Wie Du als Partner die Last wirklich teilst: 5 Wege zum „Wir-Stillen“
Der Schlüssel liegt nicht darin, die Nahrung zu ersetzen, sondern den Raum für das Stillen zu schützen. Hier ist Deine Strategie, um zum unverzichtbaren Anker zu werden:
1. Die Einleitung: Sei der „Hafen“ in der Brandung

Bevor das Stillen überhaupt beginnt, kannst Du den Ton für die nächsten 30 bis 60 Minuten setzen. Eine gestresste Mama hat es schwerer, in den Entspannungsmodus zu finden.
- Die Umsetzung: Beobachte die Signale Deines Babys. Wenn Du merkst, dass es Hunger bekommt, bereite den Stillplatz vor. Schüttle die Kissen auf, bring Deiner Partnerin ein großes Glas Wasser und frage: „Brauchst Du noch etwas, bevor es losgeht?“
- Der Vibe: Du signalisierst: „Ich sehe Dich. Ich sorge für Dich, während Du für unser Kind sorgst.“
2. Bonding durch Skin-to-Skin (Haut-zu-Haut)
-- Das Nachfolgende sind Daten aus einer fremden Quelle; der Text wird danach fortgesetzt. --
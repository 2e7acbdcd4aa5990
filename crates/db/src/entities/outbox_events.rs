//! `SeaORM` Entity for the outbox_events table.

use sea_orm::entity::prelude::*;
use serde::{Deserialize, Serialize};

use super::sea_orm_active_enums::EventStatus;

/// A staged domain event.
///
/// Rows are always written inside the same transaction as the business
/// change that caused them; the dispatcher later publishes them with
/// retry/backoff.
#[derive(Clone, Debug, PartialEq, DeriveEntityModel, Eq, Serialize, Deserialize)]
#[sea_orm(table_name = "outbox_events")]
pub struct Model {
    /// Event id.
    #[sea_orm(primary_key, auto_increment = false)]
    pub id: Uuid,
    /// Owning tenant.
    pub tenant_id: Uuid,
    /// Event type, e.g. `invoice.created`.
    pub event_type: String,
    /// Aggregate type, e.g. `Invoice`.
    pub aggregate_type: String,
    /// Aggregate identifier.
    pub aggregate_id: Uuid,
    /// Optional deduplication key for at-least-once delivery.
    pub dedup_key: Option<String>,
    /// Structured event payload.
    pub payload: Json,
    /// Delivery status.
    pub status: EventStatus,
    /// Failed delivery attempts so far.
    pub retry_count: i32,
    /// Earliest next delivery attempt.
    pub available_at: DateTimeWithTimeZone,
    /// When the event was successfully published.
    pub published_at: Option<DateTimeWithTimeZone>,
    /// Error message from the last failed attempt.
    pub last_error: Option<String>,
    /// Creation timestamp.
    pub created_at: DateTimeWithTimeZone,
}

#[derive(Copy, Clone, Debug, EnumIter, DeriveRelation)]
pub enum Relation {}

impl ActiveModelBehavior for ActiveModel {}
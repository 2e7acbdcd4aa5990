//! `SeaORM` Entity for the document_versions table.

use sea_orm::entity::prelude::*;
use serde::{Deserialize, Serialize};

/// One immutable version of a managed document.
#[derive(Clone, Debug, PartialEq, DeriveEntityModel, Eq, Serialize, Deserialize)]
#[sea_orm(table_name = "document_versions")]
pub struct Model {
    /// Version row id.
    #[sea_orm(primary_key, auto_increment = false)]
    pub id: Uuid,
    /// Owning tenant.
    pub tenant_id: Uuid,
    /// The document this version belongs to.
    pub document_id: Uuid,
    /// Monotonically increasing version number.
    pub version_no: i32,
    /// Original file name.
    pub file_name: String,
    /// Object storage key.
    pub storage_key: String,
    /// Content checksum.
    pub checksum: Option<String>,
    /// Who uploaded the version.
    pub uploaded_by: Option<Uuid>,
    /// Upload timestamp.
    pub uploaded_at: DateTimeWithTimeZone,
}

#[derive(Copy, Clone, Debug, EnumIter, DeriveRelation)]
pub enum Relation {}

impl ActiveModelBehavior for ActiveModel {}
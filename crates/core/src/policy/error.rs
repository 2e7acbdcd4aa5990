//! Policy error types.

use thiserror::Error;
use uuid::Uuid;

use atrium_shared::AppError;

/// Errors that can occur during policy operations.
#[derive(Debug, Error)]
pub enum PolicyError {
    /// A stored rule payload could not be interpreted.
    #[error("Policy rule {rule_id} has a malformed payload: {detail}")]
    MalformedPayload {
        /// The offending rule.
        rule_id: Uuid,
        /// What was wrong with the payload.
        detail: String,
    },

    /// A required lookup field was missing or empty.
    #[error("Validation error: {0}")]
    Validation(String),

    /// Policy rule not found.
    #[error("Policy rule {0} not found")]
    RuleNotFound(Uuid),

    /// Database error.
    #[error("Database error: {0}")]
    Database(String),
}

impl PolicyError {
    /// Returns the HTTP status code for this error.
    #[must_use]
    pub const fn status_code(&self) -> u16 {
        match self {
            Self::MalformedPayload { .. } => 422,
            Self::Validation(_) => 400,
            Self::RuleNotFound(_) => 404,
            Self::Database(_) => 500,
        }
    }

    /// Returns the error code for API responses.
    #[must_use]
    pub const fn error_code(&self) -> &'static str {
        match self {
            Self::MalformedPayload { .. } => "MALFORMED_POLICY_PAYLOAD",
            Self::Validation(_) => "VALIDATION_ERROR",
            Self::RuleNotFound(_) => "POLICY_RULE_NOT_FOUND",
            Self::Database(_) => "DATABASE_ERROR",
        }
    }
}

impl From<PolicyError> for AppError {
    fn from(err: PolicyError) -> Self {
        match err {
            PolicyError::MalformedPayload { .. } => Self::DataIntegrity(err.to_string()),
            PolicyError::Validation(msg) => Self::Validation(msg),
            PolicyError::RuleNotFound(_) => Self::NotFound(err.to_string()),
            PolicyError::Database(msg) => Self::Database(msg),
        }
    }
}
//! Workflow runtime state machine for Atrium.
//!
//! This module implements the pure half of the workflow runtime: the
//! instance/task status models, transition validation, and the
//! close-on-completion evaluation. Persistence and the outbox wiring
//! live in the db layer.
//!
//! # Modules
//!
//! - `types` - Workflow domain types (statuses, decisions, close outcome)
//! - `error` - Workflow-specific error types
//! - `service` - State transition and instance-close logic

pub mod error;
pub mod service;
pub mod types;

#[cfg(test)]
mod service_props;

pub use error::WorkflowError;
pub use service::WorkflowEngine;
pub use types::{CloseOutcome, DefinitionPolicy, InstanceStatus, TaskDecision, TaskStatus};
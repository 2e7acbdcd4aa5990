//! Orchestration facade: one business operation, one transaction.
//!
//! A business write hands the facade a mutation closure. The facade
//! opens a transaction, runs the closure against it, applies the
//! declared side effects (ledger entries, document rows, outbox
//! events, an optional workflow start) on the same transaction, and
//! commits once. Any failure rolls the whole unit of work back, staged
//! events included.

use chrono::Utc;
use futures::future::BoxFuture;
use rust_decimal::Decimal;
use sea_orm::{ActiveModelTrait, DatabaseConnection, DatabaseTransaction, Set, TransactionTrait};
use uuid::Uuid;

use atrium_core::outbox::NewOutboxEvent;
use atrium_core::policy::{MatchResult, PolicyQuery};
use atrium_shared::types::{DocumentId, LedgerEntryId, TenantId};
use atrium_shared::AppError;

use crate::entities::{
    document_obligations, document_versions, multi_currency_ledger_entries,
    sea_orm_active_enums::EntrySide,
};
use crate::repositories::outbox::OutboxRepository;
use crate::repositories::policy_rule::PolicyRuleRepository;
use crate::repositories::workflow::{StartInstanceInput, StartedInstance, WorkflowRepository};

/// A ledger entry to post as part of a unit of work.
#[derive(Debug, Clone)]
pub struct NewLedgerEntry {
    /// Owning tenant.
    pub tenant_id: TenantId,
    /// What the entry references, e.g. `Invoice`.
    pub reference_type: String,
    /// Id of the referenced aggregate.
    pub reference_id: Uuid,
    /// Posting date.
    pub posting_date: chrono::NaiveDate,
    /// Transaction currency (ISO 4217).
    pub txn_currency: String,
    /// Amount in the transaction currency.
    pub txn_amount: Decimal,
    /// Base currency (ISO 4217).
    pub base_currency: String,
    /// Amount in the base currency.
    pub base_amount: Decimal,
    /// Exchange rate applied (txn -> base).
    pub fx_rate: Decimal,
    /// Debit or credit.
    pub entry_side: EntrySide,
    /// Optional memo.
    pub notes: Option<String>,
    /// Who posted the entry.
    pub created_by: Option<Uuid>,
}

/// A document version to record as part of a unit of work.
#[derive(Debug, Clone)]
pub struct NewDocumentVersion {
    /// Owning tenant.
    pub tenant_id: TenantId,
    /// Logical document.
    pub document_id: DocumentId,
    /// Version number, unique per document.
    pub version_no: i32,
    /// Original file name.
    pub file_name: String,
    /// Opaque storage key.
    pub storage_key: String,
    /// Optional content checksum.
    pub checksum: Option<String>,
    /// Who uploaded the version.
    pub uploaded_by: Option<Uuid>,
}

/// A document obligation to record as part of a unit of work.
#[derive(Debug, Clone)]
pub struct NewDocumentObligation {
    /// Owning tenant.
    pub tenant_id: TenantId,
    /// Logical document.
    pub document_id: DocumentId,
    /// Obligation type, e.g. `renewal`.
    pub obligation_type: String,
    /// When the obligation falls due.
    pub due_date: Option<chrono::NaiveDate>,
    /// Optional notes.
    pub notes: Option<String>,
}

/// Side effects a mutation declares for atomic application.
///
/// Built inside the mutation closure, so effects can reference ids the
/// mutation just created.
#[derive(Debug, Clone, Default)]
pub struct SideEffects {
    /// Ledger entries to post.
    pub ledger_entries: Vec<NewLedgerEntry>,
    /// Document versions to record.
    pub document_versions: Vec<NewDocumentVersion>,
    /// Document obligations to record.
    pub document_obligations: Vec<NewDocumentObligation>,
    /// Outbox events to stage.
    pub events: Vec<NewOutboxEvent>,
    /// Workflow instance to start within the same unit.
    pub workflow_start: Option<StartInstanceInput>,
}

impl SideEffects {
    /// No side effects.
    #[must_use]
    pub fn none() -> Self {
        Self::default()
    }

    /// Adds an outbox event.
    #[must_use]
    pub fn with_event(mut self, event: NewOutboxEvent) -> Self {
        self.events.push(event);
        self
    }

    /// Adds a ledger entry.
    #[must_use]
    pub fn with_ledger_entry(mut self, entry: NewLedgerEntry) -> Self {
        self.ledger_entries.push(entry);
        self
    }

    /// Adds a document version.
    #[must_use]
    pub fn with_document_version(mut self, version: NewDocumentVersion) -> Self {
        self.document_versions.push(version);
        self
    }

    /// Adds a document obligation.
    #[must_use]
    pub fn with_document_obligation(mut self, obligation: NewDocumentObligation) -> Self {
        self.document_obligations.push(obligation);
        self
    }

    /// Starts a workflow instance as part of the unit. The start stages
    /// its own `workflow.instance.created` event.
    #[must_use]
    pub fn with_workflow_start(mut self, input: StartInstanceInput) -> Self {
        self.workflow_start = Some(input);
        self
    }
}

/// Result of a committed unit of work.
#[derive(Debug)]
pub struct WriteOutcome<T> {
    /// The mutation's return value.
    pub value: T,
    /// The workflow instance started as a side effect, if any.
    pub workflow: Option<StartedInstance>,
}

/// The orchestration facade.
#[derive(Debug, Clone)]
pub struct Facade {
    db: DatabaseConnection,
}

impl Facade {
    /// Creates a new facade.
    #[must_use]
    pub const fn new(db: DatabaseConnection) -> Self {
        Self { db }
    }

    /// Runs a business mutation and its declared side effects as one
    /// atomic unit of work.
    ///
    /// The closure receives the open transaction and returns its result
    /// together with the side effects to apply. If the closure or any
    /// side-effect write fails, the transaction is dropped and rolls
    /// back; nothing is visible, no event is staged.
    ///
    /// # Errors
    ///
    /// Returns the closure's error, or a database error from applying
    /// side effects or committing.
    pub async fn perform<T, F>(&self, mutation: F) -> Result<WriteOutcome<T>, AppError>
    where
        T: Send,
        F: for<'t> FnOnce(
                &'t DatabaseTransaction,
            ) -> BoxFuture<'t, Result<(T, SideEffects), AppError>>
            + Send,
    {
        let txn = self
            .db
            .begin()
            .await
            .map_err(|e| AppError::Database(e.to_string()))?;

        // Dropping `txn` on any error path rolls the unit of work back.
        let (value, effects) = mutation(&txn).await?;
        let workflow = apply_side_effects(&txn, effects).await?;

        txn.commit()
            .await
            .map_err(|e| AppError::Database(e.to_string()))?;

        Ok(WriteOutcome { value, workflow })
    }

    /// Like [`Self::perform`], with a policy resolution up front.
    ///
    /// The query is resolved read-only before the transaction opens and
    /// the result handed to the mutation, so the write can branch on the
    /// winning rule (or its absence) without doing its own lookup.
    ///
    /// # Errors
    ///
    /// Returns a policy resolution error, the closure's error, or a
    /// database error from applying side effects or committing.
    pub async fn perform_with_policy<T, F>(
        &self,
        tenant_id: TenantId,
        query: &PolicyQuery,
        mutation: F,
    ) -> Result<WriteOutcome<T>, AppError>
    where
        T: Send,
        F: for<'t> FnOnce(
                &'t DatabaseTransaction,
                MatchResult,
            ) -> BoxFuture<'t, Result<(T, SideEffects), AppError>>
            + Send,
    {
        let resolved = PolicyRuleRepository::new(self.db.clone())
            .resolve(tenant_id, query)
            .await?;

        let txn = self
            .db
            .begin()
            .await
            .map_err(|e| AppError::Database(e.to_string()))?;

        let (value, effects) = mutation(&txn, resolved).await?;
        let workflow = apply_side_effects(&txn, effects).await?;

        txn.commit()
            .await
            .map_err(|e| AppError::Database(e.to_string()))?;

        Ok(WriteOutcome { value, workflow })
    }
}

async fn apply_side_effects(
    txn: &DatabaseTransaction,
    effects: SideEffects,
) -> Result<Option<StartedInstance>, AppError> {
    let now = Utc::now().into();

    for entry in effects.ledger_entries {
        multi_currency_ledger_entries::ActiveModel {
            id: Set(LedgerEntryId::new().into_inner()),
            tenant_id: Set(entry.tenant_id.into_inner()),
            reference_type: Set(entry.reference_type),
            reference_id: Set(entry.reference_id),
            posting_date: Set(entry.posting_date),
            txn_currency: Set(entry.txn_currency),
            txn_amount: Set(entry.txn_amount),
            base_currency: Set(entry.base_currency),
            base_amount: Set(entry.base_amount),
            fx_rate: Set(entry.fx_rate),
            entry_side: Set(entry.entry_side),
            notes: Set(entry.notes),
            created_by: Set(entry.created_by),
            created_at: Set(now),
        }
        .insert(txn)
        .await
        .map_err(|e| AppError::Database(e.to_string()))?;
    }

    for version in effects.document_versions {
        document_versions::ActiveModel {
            id: Set(Uuid::now_v7()),
            tenant_id: Set(version.tenant_id.into_inner()),
            document_id: Set(version.document_id.into_inner()),
            version_no: Set(version.version_no),
            file_name: Set(version.file_name),
            storage_key: Set(version.storage_key),
            checksum: Set(version.checksum),
            uploaded_by: Set(version.uploaded_by),
            uploaded_at: Set(now),
        }
        .insert(txn)
        .await
        .map_err(|e| AppError::Database(e.to_string()))?;
    }

    for obligation in effects.document_obligations {
        document_obligations::ActiveModel {
            id: Set(Uuid::now_v7()),
            tenant_id: Set(obligation.tenant_id.into_inner()),
            document_id: Set(obligation.document_id.into_inner()),
            obligation_type: Set(obligation.obligation_type),
            due_date: Set(obligation.due_date),
            status: Set("Open".to_string()),
            notes: Set(obligation.notes),
            created_at: Set(now),
        }
        .insert(txn)
        .await
        .map_err(|e| AppError::Database(e.to_string()))?;
    }

    OutboxRepository::append_all(txn, effects.events)
        .await
        .map_err(AppError::from)?;

    let workflow = match effects.workflow_start {
        Some(input) => Some(
            WorkflowRepository::start_on(txn, input)
                .await
                .map_err(AppError::from)?,
        ),
        None => None,
    };

    Ok(workflow)
}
Viele Väter oder Partner haben Angst, keine enge Bindung aufbauen zu können, weil sie nicht füttern. Das ist ein Trugschluss. Nähe entsteht durch Berührung, nicht durch Kalorien.
- Die Umsetzung: Wenn das Baby satt und zufrieden ist, übernimmst Du. Kuschelt nackt (Haut-auf-Haut). Die Wärme Deines Körpers und Dein Herzschlag beruhigen das Baby genauso tief.
- Der Effekt: Du schenkst Deiner Partnerin 30 Minuten echte Freiheit – Zeit für eine warme Dusche oder einfach nur tiefes Durchatmen – während Du Deine ganz eigene, tiefe Verbindung zum Baby festigst.
3. Der „Wissens-Anker“ bei Unsicherheit

In der Stillzeit kommen Zweifel: „Ist das normal, dass das Baby alle 30 Minuten kommt?“ (Clusterfeeding). Wenn die Mama in diesen Momenten allein die Antwort suchen muss, steigt der Druck.
- Die Umsetzung: Werde zum Still-Experten. Lies Dich ein. Wenn die Zweifel kommen, kannst Du mit sanfter Stimme sagen: „Schau mal, ich habe gelesen, das ist die Natur, die die Milchproduktion ankurbelt. Du machst das genau richtig, ich bleibe bei Dir.“
- Empathie-Tipp: Vermeide Sätze wie „Vielleicht hat es nicht genug?“. Nutze stattdessen Bestärkung: „Das Baby ist bei Dir in den besten Händen.“
4. Der „Gatekeeper“: Schutz der Intimsphäre

Besonders am Anfang brauchen Mutter und Kind Ruhe, um einen Rhythmus zu finden. Unangekündigter Besuch oder ungefragte Ratschläge („Früher haben wir aber...“) wirken wie Störsender.
- Die Umsetzung: Übernimm die Kommunikation. Du bist der diplomatische Filter. Sage dem Besuch freundlich ab, wenn es zu viel wird, oder koordiniere die Termine so, dass sie in die Schläfchen passen.
- Der Vibe: Du bist der Bodyguard der Stillbeziehung. Deine Partnerin muss sich nicht rechtfertigen – das übernimmst Du.
5. Praktische Entlastung

Der Mental Load sinkt drastisch, wenn die Grundbedürfnisse des Haushalts „einfach passieren“.
- Die Umsetzung: Warte nicht auf eine Aufforderung. Übernimm das Wickeln, das Anziehen nach dem Stillen, den Abwasch oder die Wäsche. Sorge dafür, dass immer gesundes, energiereiches Essen (z.B. Stillkugeln oder Suppen) bereitsteht.
- Die Botschaft: „Du konzentrierst Dich auf das Wunder, ich kümmere mich um die Welt da draußen.“
Die erweiterte „Team-Stillen“ Checkliste für Partner
Drucke Dir diese Liste im Kopf (oder auf Papier) aus. Jedes Häkchen ist eine Entlastung für Deine Partnerin:
[ ] Wasser-Check: Steht ein frisches Glas Wasser am Stillplatz?
[ ] Snack-Check: Sind gesunde Nährstoffe (Nüsse, Obst, Riegel) griffbereit?
[ ] Infrastruktur: Liegen Stillkissen, Spucktuch und vielleicht ein Buch/Handy-Ladekabel bereit?
[ ] Hautkontakt: Habe ich heute schon mindestens 20 Minuten intensiv mit dem Baby gekuschelt?
[ ] Wickel-Held: Habe ich heute jedes Mal das Wickeln übernommen, wenn ich zu Hause war?
[ ] Empathie-Dusche: Habe ich ihr heute gesagt, wie stolz ich auf ihren Körper und ihre Geduld bin?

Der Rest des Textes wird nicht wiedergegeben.